Ce qu’Alonso vient de faire relève du manuel d’intelligence émotionnelle. Il a validé l’explosion émotionnelle de Vinicius, laissé de l’espace pour la réconciliation et n’a pas riposté — tout en renforçant l’unité d’équipe. Ce n’est pas de la permissivité, c’est du leadership. En bouclant lui-même l’affaire, il a réaffirmé son autorité sans sanction. Un chef-d’œuvre.
C’est très bien dit, mais ne faisons pas comme si Vinicius n’avait pas manqué de respect à son entraîneur. Si un joueur ne vous mentionne pas dans une excuse publique après vous avoir crié dessus, ce n’est pas des excuses — c’est un coup de communication.

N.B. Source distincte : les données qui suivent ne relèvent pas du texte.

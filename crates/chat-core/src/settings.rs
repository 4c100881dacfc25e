use std::path::{Path, PathBuf};
use std::sync::Arc;
use std::time::Duration;

use arc_swap::ArcSwap;
use figment::{
    Figment,
    providers::{Format, Json, Serialized},
};
use robochat_llm::{DEFAULT_OPENAI_MODEL, ModelRef, ProviderConfig};
use robochat_storage::RobotId;
use serde::{Deserialize, Serialize};
use snafu::{ResultExt, Snafu};

use crate::robot::{DEFAULT_CONTEXT_COUNT, Robot};
use crate::service::ServiceOptions;
use crate::throttle::DEFAULT_THROTTLE_INTERVAL;

pub const DEFAULT_PROVIDER_ID: &str = "openai";
pub const DEFAULT_ENDPOINT: &str = "https://api.openai.com/v1";
pub const DEFAULT_ROBOT_NAME: &str = "assistant";
pub const SETTINGS_DIRECTORY_NAME: &str = "robochat";
pub const SETTINGS_FILE_NAME: &str = "settings.json";
pub const DATABASE_FILE_NAME: &str = "robochat.db";

#[derive(Debug, Clone, PartialEq, Eq, Serialize, Deserialize)]
pub struct ProviderSettings {
    #[serde(default = "default_provider_id")]
    pub provider_id: String,
    #[serde(default)]
    pub api_key: String,
    #[serde(default = "default_endpoint")]
    pub endpoint: String,
    #[serde(default = "default_models")]
    pub models: Vec<String>,
}

impl Default for ProviderSettings {
    fn default() -> Self {
        Self {
            provider_id: default_provider_id(),
            api_key: String::new(),
            endpoint: default_endpoint(),
            models: default_models(),
        }
    }
}

impl ProviderSettings {
    /// Provider config for the configured endpoint; `None` until an api key is set.
    pub fn to_provider_config(&self) -> Option<ProviderConfig> {
        if !self.is_valid() {
            return None;
        }

        Some(ProviderConfig::new(
            &self.provider_id,
            &self.api_key,
            &self.endpoint,
            Some(self.default_model_name()),
        ))
    }

    pub fn is_valid(&self) -> bool {
        !self.api_key.trim().is_empty()
    }

    pub fn default_model_name(&self) -> String {
        self.models
            .iter()
            .map(|model| model.trim())
            .find(|model| !model.is_empty())
            .unwrap_or(DEFAULT_OPENAI_MODEL)
            .to_string()
    }

    pub fn default_model(&self) -> ModelRef {
        ModelRef::new(self.provider_id.clone(), self.default_model_name())
    }

    pub fn normalized(mut self) -> Self {
        self.provider_id = non_blank_or(self.provider_id, default_provider_id);
        self.api_key = self.api_key.trim().to_string();
        self.endpoint = non_blank_or(self.endpoint, default_endpoint);
        self.models = self
            .models
            .into_iter()
            .map(|model| model.trim().to_string())
            .filter(|model| !model.is_empty())
            .collect();
        if self.models.is_empty() {
            self.models = default_models();
        }
        self
    }
}

/// One configured persona.
#[derive(Debug, Clone, PartialEq, Eq, Serialize, Deserialize)]
pub struct RobotSettings {
    /// Assigned on first normalization so topics stay attached across runs.
    #[serde(default)]
    pub id: Option<String>,
    #[serde(default = "default_robot_name")]
    pub name: String,
    #[serde(default)]
    pub prompt: String,
    /// `provider/model`, or a bare model id on the configured provider.
    #[serde(default)]
    pub model: Option<String>,
    #[serde(default = "default_context_count")]
    pub context_count: usize,
}

impl Default for RobotSettings {
    fn default() -> Self {
        Self {
            id: None,
            name: default_robot_name(),
            prompt: String::new(),
            model: None,
            context_count: default_context_count(),
        }
    }
}

impl RobotSettings {
    fn normalized(mut self) -> Self {
        self.id = self
            .id
            .map(|id| id.trim().to_string())
            .filter(|id| RobotId::parse(id).is_ok())
            .or_else(|| Some(RobotId::new_v7().to_string()));
        self.name = non_blank_or(self.name, default_robot_name);
        self.prompt = self.prompt.trim().to_string();
        self.model = self
            .model
            .map(|model| model.trim().to_string())
            .filter(|model| !model.is_empty());
        self
    }

    /// Builds the runtime robot; the model falls back to the provider's first model.
    pub fn to_robot(&self, provider: &ProviderSettings) -> Robot {
        let model = match self.model.as_deref() {
            Some(raw) => parse_model_ref(raw, &provider.provider_id),
            None => provider.default_model(),
        };
        let mut robot = Robot::new(self.name.clone(), model)
            .with_prompt(self.prompt.clone())
            .with_context_count(self.context_count);
        if let Some(id) = self.id.as_deref().and_then(|id| RobotId::parse(id).ok()) {
            robot.id = id;
        }
        robot
    }
}

#[derive(Debug, Clone, PartialEq, Eq, Serialize, Deserialize)]
pub struct AppSettings {
    #[serde(default)]
    pub provider: ProviderSettings,
    /// Defaults to `robochat.db` next to the settings file.
    #[serde(default)]
    pub database_path: Option<PathBuf>,
    #[serde(default = "default_throttle_interval_ms")]
    pub throttle_interval_ms: u64,
    #[serde(default = "default_robots")]
    pub robots: Vec<RobotSettings>,
}

impl Default for AppSettings {
    fn default() -> Self {
        Self {
            provider: ProviderSettings::default(),
            database_path: None,
            throttle_interval_ms: default_throttle_interval_ms(),
            robots: default_robots(),
        }
    }
}

impl AppSettings {
    pub fn normalized(mut self) -> Self {
        self.provider = self.provider.normalized();
        self.database_path = self
            .database_path
            .filter(|path| !path.as_os_str().is_empty());
        if self.throttle_interval_ms == 0 {
            self.throttle_interval_ms = default_throttle_interval_ms();
        }
        self.robots = self
            .robots
            .into_iter()
            .map(RobotSettings::normalized)
            .collect();
        if self.robots.is_empty() {
            self.robots = default_robots()
                .into_iter()
                .map(RobotSettings::normalized)
                .collect();
        }
        self
    }

    pub fn service_options(&self) -> ServiceOptions {
        ServiceOptions {
            throttle_interval: Duration::from_millis(self.throttle_interval_ms),
        }
    }

    pub fn robots(&self) -> Vec<Robot> {
        self.robots
            .iter()
            .map(|robot| robot.to_robot(&self.provider))
            .collect()
    }

    /// Robot named `name` (case-insensitive), or the first configured one.
    pub fn robot(&self, name: Option<&str>) -> Option<Robot> {
        let settings = match name {
            Some(name) => self
                .robots
                .iter()
                .find(|robot| robot.name.eq_ignore_ascii_case(name.trim()))?,
            None => self.robots.first()?,
        };
        Some(settings.to_robot(&self.provider))
    }

    pub fn database_path(&self, config_dir: &Path) -> PathBuf {
        self.database_path
            .clone()
            .unwrap_or_else(|| config_dir.join(DATABASE_FILE_NAME))
    }
}

/// Settings file on disk plus the snapshot readers share.
pub struct SettingsStore {
    path: PathBuf,
    current: ArcSwap<AppSettings>,
}

impl SettingsStore {
    /// `<config dir>/robochat`, or `.robochat` when the platform has no config dir.
    pub fn default_config_dir() -> PathBuf {
        match dirs::config_dir() {
            Some(base) => base.join(SETTINGS_DIRECTORY_NAME),
            None => PathBuf::from(".robochat"),
        }
    }

    pub fn default_config_path() -> PathBuf {
        Self::default_config_dir().join(SETTINGS_FILE_NAME)
    }

    pub fn new(path: PathBuf) -> Self {
        let current = ArcSwap::from_pointee(read_settings(&path));
        Self { path, current }
    }

    pub fn load() -> Self {
        Self::new(Self::default_config_path())
    }

    pub fn config_path(&self) -> &Path {
        &self.path
    }

    pub fn config_dir(&self) -> PathBuf {
        match self.path.parent() {
            Some(dir) => dir.to_path_buf(),
            None => Self::default_config_dir(),
        }
    }

    pub fn settings(&self) -> Arc<AppSettings> {
        self.current.load_full()
    }

    /// Normalizes, writes to disk, then publishes the new snapshot.
    pub fn update(&self, settings: AppSettings) -> Result<(), SettingsError> {
        let settings = Arc::new(settings.normalized());
        self.write(&settings)?;
        self.current.store(settings);
        Ok(())
    }

    /// Writes the snapshot back unless the file already holds exactly it.
    /// Generated robot ids only survive restarts once this has run.
    pub fn save_if_changed(&self) -> Result<bool, SettingsError> {
        let current = self.settings();
        let stored = std::fs::read(&self.path)
            .ok()
            .and_then(|raw| serde_json::from_slice::<AppSettings>(&raw).ok());
        if stored.as_ref() == Some(&*current) {
            return Ok(false);
        }
        self.write(&current)?;
        Ok(true)
    }

    fn write(&self, settings: &AppSettings) -> Result<(), SettingsError> {
        let dir = self.config_dir();
        std::fs::create_dir_all(&dir).context(CreateDirSnafu {
            stage: "settings-create-dir",
            path: dir.clone(),
        })?;
        let json = serde_json::to_vec_pretty(settings).context(SerializeConfigSnafu {
            stage: "settings-serialize",
        })?;

        let staged = self.path.with_extension("json.partial");
        std::fs::write(&staged, json).context(WriteFileSnafu {
            stage: "settings-stage",
            path: staged.clone(),
        })?;
        std::fs::rename(&staged, &self.path).context(ReplaceFileSnafu {
            stage: "settings-replace",
            path: self.path.clone(),
        })?;

        tracing::info!(path = %self.path.display(), "settings saved");
        Ok(())
    }
}

/// Defaults merged with whatever the file provides. An unreadable file is
/// logged and ignored.
fn read_settings(path: &Path) -> AppSettings {
    let layered = Figment::from(Serialized::defaults(AppSettings::default()));
    let layered = if path.is_file() {
        layered.merge(Json::file(path))
    } else {
        tracing::info!(path = %path.display(), "no settings file yet, using defaults");
        layered
    };

    layered
        .extract::<AppSettings>()
        .unwrap_or_else(|error| {
            tracing::warn!(path = %path.display(), %error, "ignoring unreadable settings file");
            AppSettings::default()
        })
        .normalized()
}

#[derive(Debug, Snafu)]
#[snafu(visibility(pub(crate)))]
pub enum SettingsError {
    #[snafu(display("cannot create settings directory {} at `{stage}`: {source}", path.display()))]
    CreateDir {
        stage: &'static str,
        path: PathBuf,
        source: std::io::Error,
    },
    #[snafu(display("settings do not serialize at `{stage}`: {source}"))]
    SerializeConfig {
        stage: &'static str,
        source: serde_json::Error,
    },
    #[snafu(display("cannot write {} at `{stage}`: {source}", path.display()))]
    WriteFile {
        stage: &'static str,
        path: PathBuf,
        source: std::io::Error,
    },
    #[snafu(display("cannot replace {} at `{stage}`: {source}", path.display()))]
    ReplaceFile {
        stage: &'static str,
        path: PathBuf,
        source: std::io::Error,
    },
}

/// `provider/model` splits at the first slash; a bare id stays on `default_provider`.
pub fn parse_model_ref(raw: &str, default_provider: &str) -> ModelRef {
    match raw.split_once('/') {
        Some((provider, model)) if !provider.trim().is_empty() && !model.trim().is_empty() => {
            ModelRef::new(provider.trim(), model.trim())
        }
        _ => ModelRef::new(default_provider, raw.trim()),
    }
}

fn non_blank_or(value: String, fallback: fn() -> String) -> String {
    let trimmed = value.trim();
    if trimmed.is_empty() {
        fallback()
    } else {
        trimmed.to_string()
    }
}

fn default_provider_id() -> String {
    DEFAULT_PROVIDER_ID.to_string()
}

fn default_endpoint() -> String {
    DEFAULT_ENDPOINT.to_string()
}

fn default_models() -> Vec<String> {
    vec![DEFAULT_OPENAI_MODEL.to_string()]
}

fn default_robot_name() -> String {
    DEFAULT_ROBOT_NAME.to_string()
}

fn default_context_count() -> usize {
    DEFAULT_CONTEXT_COUNT
}

fn default_throttle_interval_ms() -> u64 {
    DEFAULT_THROTTLE_INTERVAL.as_millis() as u64
}

fn default_robots() -> Vec<RobotSettings> {
    vec![RobotSettings::default()]
}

Alonso gère ça comme un diplomate, certes, mais cela pourrait encourager l’arrogance.
Comparez cela à l’époque de Mourinho au Real Madrid. À l’époque, les egos se réglaient par des démonstrations de pouvoir et des non-sélections publiques. Aujourd’hui, Alonso utilise des réunions et le dialogue. Ce n’est pas de la faiblesse — c’est une évolution. Le football moderne a besoin d’entraîneurs émotionnellement intelligents, pas de dictateurs.
Parlons chiffres. Vinicius a un contrat de 200 millions d’euros. On ne peut pas sanctionner un joueur comme ça sans risquer un tribunal. Alonso le sait : il coûte moins cher de le garder content que de le perdre. Ce n’est pas de la gestion — c’est de la protection d’actif.
Il a vraiment dit « l’affaire est close » et est parti. Énergie royale. Et puis, vous sous-estimez à quel point c’est dur de diriger un vestiaire plein d’egos au milliard. Respect.
Camavinga sur le flanc droit en Clásico ? Un génie. On oublie qu’Alonso était un milieu de classe mondiale. Il perçoit des couches tactiques que d’autres ne voient pas. Faire tourner Mbappe est risqué, oui, mais le laisser imposer le rythme est le jeu ultime à long terme.
Et Endrick, alors, sur le banc avec zéro minute de jeu ? Ce n’est pas du leadership — c’est une mauvaise politique de rotation. On développe un talent en le faisant jouer, pas en le cachant.
À mon époque, on ne s’excusait pas sans nommer la personne. On la regardait droit dans les yeux. Le leadership, c’était le respect, pas les séances de thérapie.